That's probably the best thing that is readily available for this application.

It does take about thirty days to harden all the way, but then it's about as hard as a bowling ball. Minwax is a good brand of acrylic polyurethane.

Posted

I've tested the Minwax polyurethane and the polycrylic both. The polyurethane dried faster and a little clearer than the polycrylic, and the polycrylic was slower to dry (like Doc said, takes a good month to get to where you can't dent it with your fingernail). But they both worked fine.

The rattle-can version is very fluid, it goes on very thin. So if you're going to finish-sand and then buff, first (A) make sure your paint job is dead flat, and (:D plan on using 2-3 cans worth for enough build-up.

Posted (edited)

uh, well the paint job is not flat, because its a freehand pschedelic paintjob, and the paint is pretty thick, so its got contours to the touch. is this bad news? what should i do?

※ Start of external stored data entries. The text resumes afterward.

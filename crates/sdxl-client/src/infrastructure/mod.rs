//! Infrastructure layer for sdxl-client.
//!
//! Everything that touches the network or the file system:
//!
//! - `queue_conn`        – one WebSocket connection (tokio-tungstenite)
//! - `generation_client` – the queue exchange run over that connection
//! - `google_translate`  – HTTP translation backend (reqwest)
//! - `settings`          – TOML settings file

pub mod generation_client;
pub mod google_translate;
pub mod queue_conn;
pub mod settings;

pub use generation_client::GenerationClient;
pub use google_translate::GoogleTranslator;
pub use settings::{Settings, SettingsError};
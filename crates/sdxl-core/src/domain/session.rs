//! Per-request session handles.
//!
//! The queue protocol correlates the hash submission and the parameter
//! submission on one connection with a short random token.  A fresh handle is
//! minted for every generation attempt and dropped with the connection.

use std::fmt;

use rand::Rng;

/// Length of every session handle.
pub const SESSION_HASH_LEN: usize = 10;

/// Alphabet session handles are drawn from.
const CHARSET: &[u8] = b"abcdefghijklmnopqrstuvwxyz0123456789";

/// A 10-character lowercase-alphanumeric session token.
#[derive(Debug, Clone, PartialEq, Eq, Hash)]
pub struct SessionHash(String);

impl SessionHash {
    /// Generates a new handle from the thread-local random source.
    pub fn generate() -> Self {
        Self::generate_with(&mut rand::thread_rng())
    }

    /// Generates a new handle from `rng`.
    pub fn generate_with<R: Rng + ?Sized>(rng: &mut R) -> Self {
        let hash = (0..SESSION_HASH_LEN)
            .map(|_| CHARSET[rng.gen_range(0..CHARSET.len())] as char)
            .collect();
        Self(hash)
    }

    pub fn as_str(&self) -> &str {
        &self.0
    }
}

impl fmt::Display for SessionHash {
    fn fmt(&self, f: &mut fmt::Formatter<'_>) -> fmt::Result {
        f.write_str(&self.0)
    }
}

impl AsRef<str> for SessionHash {
    fn as_ref(&self) -> &str {
        &self.0
    }
}

// ── Tests ─────────────────────────────────────────────────────────────────────
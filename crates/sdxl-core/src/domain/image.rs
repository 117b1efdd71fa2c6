//! Generated image payloads.
//!
//! The service returns images inline as data URIs.  Only JPEG data URIs whose
//! payload is valid standard base64 are accepted; anything else the server
//! sends is dropped by the codec before it reaches the caller.

use base64::engine::general_purpose::STANDARD;
use base64::Engine as _;

/// The exact prefix every accepted image entry starts with.
pub const JPEG_DATA_URI_PREFIX: &str = "data:image/jpeg;base64,";

/// Returns `true` if `candidate` is a JPEG data URI with a valid base64 body.
///
/// The prefix check is done first, so a non-JPEG entry is rejected no matter
/// how well-formed its payload is.
///
/// ```rust
/// use sdxl_core::is_valid_jpeg_data_uri;
///
/// assert!(is_valid_jpeg_data_uri("data:image/jpeg;base64,/9j/4AA="));
/// assert!(!is_valid_jpeg_data_uri("data:image/png;base64,/9j/4AA="));
/// assert!(!is_valid_jpeg_data_uri("data:image/jpeg;base64,not base64!"));
/// ```
pub fn is_valid_jpeg_data_uri(candidate: &str) -> bool {
    match candidate.strip_prefix(JPEG_DATA_URI_PREFIX) {
        Some(payload) => STANDARD.decode(payload).is_ok(),
        None => false,
    }
}

/// A validated `data:image/jpeg;base64,...` string.
#[derive(Debug, Clone, PartialEq, Eq)]
pub struct ImageDataUri(String);

impl ImageDataUri {
    /// Wraps `candidate` if it passes [`is_valid_jpeg_data_uri`].
    pub fn parse(candidate: impl Into<String>) -> Option<Self> {
        let candidate = candidate.into();
        is_valid_jpeg_data_uri(&candidate).then_some(Self(candidate))
    }

    /// The full data URI, prefix included.
    pub fn as_str(&self) -> &str {
        &self.0
    }

    /// The base64 body after the prefix.
    pub fn payload(&self) -> &str {
        &self.0[JPEG_DATA_URI_PREFIX.len()..]
    }

    /// Decodes the body into raw JPEG bytes.
    ///
    /// # Errors
    ///
    /// Cannot fail for values built through [`ImageDataUri::parse`]; the
    /// `Result` is kept so callers do not need an `unwrap`.
    pub fn decode_bytes(&self) -> Result<Vec<u8>, base64::DecodeError> {
        STANDARD.decode(self.payload())
    }

    pub fn into_string(self) -> String {
        self.0
    }
}

impl AsRef<str> for ImageDataUri {
    fn as_ref(&self) -> &str {
        &self.0
    }
}

/// The non-empty, ordered list of images returned by one generation call.
///
/// Order is the order the server listed them in.
#[derive(Debug, Clone, PartialEq, Eq)]
pub struct GeneratedImages(Vec<ImageDataUri>);

impl GeneratedImages {
    /// Returns `None` when `images` is empty.
    pub fn new(images: Vec<ImageDataUri>) -> Option<Self> {
        (!images.is_empty()).then_some(Self(images))
    }

    /// The image a single-result caller should display.
    pub fn first(&self) -> &ImageDataUri {
        // Non-empty by construction.
        &self.0[0]
    }

    pub fn len(&self) -> usize {
        self.0.len()
    }

    /// Always `false`; present for API symmetry with `len`.
    pub fn is_empty(&self) -> bool {
        self.0.is_empty()
    }

    pub fn iter(&self) -> std::slice::Iter<'_, ImageDataUri> {
        self.0.iter()
    }

    pub fn into_vec(self) -> Vec<ImageDataUri> {
        self.0
    }
}

impl IntoIterator for GeneratedImages {
    type Item = ImageDataUri;
    type IntoIter = std::vec::IntoIter<ImageDataUri>;

    fn into_iter(self) -> Self::IntoIter {
        self.0.into_iter()
    }
}

impl<'a> IntoIterator for &'a GeneratedImages {
    type Item = &'a ImageDataUri;
    type IntoIter = std::slice::Iter<'a, ImageDataUri>;

    fn into_iter(self) -> Self::IntoIter {
        self.0.iter()
    }
}

// ── Tests ─────────────────────────────────────────────────────────────────────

another thing - spray, then sand with like, 220 grit, right? then after a ton of coats, buff, and weait 30 days, or buff after 30 days? i just need a general rundown on the coating procedure (like, excactly how to do it :D ) thanks

i sprayed the first coat today - it looks great. it really doesnt seem nevessary to sand- im afraid of hitting the paint. can i just spray and dry?

Edited by ender
Posted

Lo-res pictures (its the only digital cam i have, sorry)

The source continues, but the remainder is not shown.